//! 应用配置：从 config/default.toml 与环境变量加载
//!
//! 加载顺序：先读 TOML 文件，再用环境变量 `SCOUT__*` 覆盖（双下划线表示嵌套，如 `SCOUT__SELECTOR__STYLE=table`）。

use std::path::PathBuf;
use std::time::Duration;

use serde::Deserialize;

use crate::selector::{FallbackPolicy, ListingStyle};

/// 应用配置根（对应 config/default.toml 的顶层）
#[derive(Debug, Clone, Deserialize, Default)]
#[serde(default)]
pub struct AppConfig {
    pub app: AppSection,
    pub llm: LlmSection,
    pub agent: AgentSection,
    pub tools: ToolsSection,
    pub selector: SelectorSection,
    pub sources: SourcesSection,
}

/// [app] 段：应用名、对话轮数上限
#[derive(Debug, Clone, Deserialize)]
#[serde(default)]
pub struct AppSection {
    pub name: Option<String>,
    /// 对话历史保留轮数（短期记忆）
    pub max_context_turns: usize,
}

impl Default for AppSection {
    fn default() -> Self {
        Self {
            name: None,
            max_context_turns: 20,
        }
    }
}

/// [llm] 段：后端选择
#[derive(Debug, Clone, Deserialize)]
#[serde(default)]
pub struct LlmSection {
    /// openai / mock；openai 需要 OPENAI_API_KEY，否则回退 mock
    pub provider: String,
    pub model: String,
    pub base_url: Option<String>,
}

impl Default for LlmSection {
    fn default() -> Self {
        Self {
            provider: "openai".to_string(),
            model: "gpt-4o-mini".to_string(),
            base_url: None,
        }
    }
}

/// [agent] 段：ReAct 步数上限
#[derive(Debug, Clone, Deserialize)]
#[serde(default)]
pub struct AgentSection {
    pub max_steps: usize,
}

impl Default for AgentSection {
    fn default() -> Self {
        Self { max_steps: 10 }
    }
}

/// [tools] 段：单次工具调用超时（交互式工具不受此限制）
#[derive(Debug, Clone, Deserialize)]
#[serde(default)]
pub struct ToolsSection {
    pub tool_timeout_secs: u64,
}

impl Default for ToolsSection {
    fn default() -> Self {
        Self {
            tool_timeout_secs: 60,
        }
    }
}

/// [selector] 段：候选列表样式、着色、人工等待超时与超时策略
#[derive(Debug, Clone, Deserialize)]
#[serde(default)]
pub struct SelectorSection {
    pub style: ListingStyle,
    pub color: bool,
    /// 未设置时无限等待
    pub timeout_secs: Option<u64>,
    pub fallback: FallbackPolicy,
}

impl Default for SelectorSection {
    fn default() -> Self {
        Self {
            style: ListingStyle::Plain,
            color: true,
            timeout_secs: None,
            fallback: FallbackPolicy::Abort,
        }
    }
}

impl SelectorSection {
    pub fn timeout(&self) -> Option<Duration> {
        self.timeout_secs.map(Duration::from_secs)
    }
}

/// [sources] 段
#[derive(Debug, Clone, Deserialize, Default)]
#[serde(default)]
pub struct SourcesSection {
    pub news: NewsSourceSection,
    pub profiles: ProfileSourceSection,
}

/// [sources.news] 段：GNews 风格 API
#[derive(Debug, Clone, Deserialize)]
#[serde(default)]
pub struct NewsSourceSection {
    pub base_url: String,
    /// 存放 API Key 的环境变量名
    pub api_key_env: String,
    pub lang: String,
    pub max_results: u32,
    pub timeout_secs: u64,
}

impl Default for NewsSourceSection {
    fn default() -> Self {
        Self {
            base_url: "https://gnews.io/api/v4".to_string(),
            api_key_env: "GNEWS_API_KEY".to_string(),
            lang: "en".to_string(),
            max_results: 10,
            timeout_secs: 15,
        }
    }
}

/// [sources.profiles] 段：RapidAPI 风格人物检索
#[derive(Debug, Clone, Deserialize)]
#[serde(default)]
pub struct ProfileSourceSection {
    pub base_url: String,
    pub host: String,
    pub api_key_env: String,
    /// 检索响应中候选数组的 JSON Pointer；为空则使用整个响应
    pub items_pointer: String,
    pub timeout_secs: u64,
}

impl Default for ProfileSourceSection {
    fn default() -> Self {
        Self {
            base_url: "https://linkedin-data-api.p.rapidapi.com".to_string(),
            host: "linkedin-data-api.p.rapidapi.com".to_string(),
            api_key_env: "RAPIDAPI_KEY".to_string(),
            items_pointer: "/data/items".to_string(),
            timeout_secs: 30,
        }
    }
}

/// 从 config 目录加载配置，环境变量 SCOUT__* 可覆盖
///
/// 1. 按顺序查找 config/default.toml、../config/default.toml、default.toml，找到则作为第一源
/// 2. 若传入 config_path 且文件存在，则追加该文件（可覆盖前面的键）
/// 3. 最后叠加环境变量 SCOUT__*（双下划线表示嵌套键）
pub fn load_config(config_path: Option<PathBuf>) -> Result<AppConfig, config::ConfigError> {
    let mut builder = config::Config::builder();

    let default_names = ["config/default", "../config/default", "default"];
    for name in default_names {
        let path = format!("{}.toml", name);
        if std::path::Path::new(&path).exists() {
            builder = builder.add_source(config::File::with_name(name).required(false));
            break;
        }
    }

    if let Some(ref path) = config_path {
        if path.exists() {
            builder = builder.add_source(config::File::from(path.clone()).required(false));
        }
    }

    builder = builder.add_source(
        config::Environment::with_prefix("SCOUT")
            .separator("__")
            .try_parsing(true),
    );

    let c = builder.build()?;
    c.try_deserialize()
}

..........

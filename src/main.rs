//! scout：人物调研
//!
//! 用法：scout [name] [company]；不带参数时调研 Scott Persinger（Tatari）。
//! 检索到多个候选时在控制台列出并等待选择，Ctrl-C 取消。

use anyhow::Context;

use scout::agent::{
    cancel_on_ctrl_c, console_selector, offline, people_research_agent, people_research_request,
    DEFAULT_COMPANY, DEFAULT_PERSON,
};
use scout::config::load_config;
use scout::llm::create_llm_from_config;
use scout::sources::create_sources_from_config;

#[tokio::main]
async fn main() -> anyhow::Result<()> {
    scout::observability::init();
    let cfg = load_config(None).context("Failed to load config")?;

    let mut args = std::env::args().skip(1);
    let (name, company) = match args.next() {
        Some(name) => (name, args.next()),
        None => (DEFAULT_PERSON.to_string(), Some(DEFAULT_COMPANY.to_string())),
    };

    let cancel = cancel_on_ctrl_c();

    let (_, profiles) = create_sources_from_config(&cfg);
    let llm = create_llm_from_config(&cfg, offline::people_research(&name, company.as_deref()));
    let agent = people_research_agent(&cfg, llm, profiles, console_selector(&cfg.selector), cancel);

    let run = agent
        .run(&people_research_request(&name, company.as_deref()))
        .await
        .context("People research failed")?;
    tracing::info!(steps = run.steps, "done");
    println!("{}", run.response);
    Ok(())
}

..........

- Your instructions:
This exercise requires the number of lines in the entries holding the word "impl", written alone.

- Answer box:
8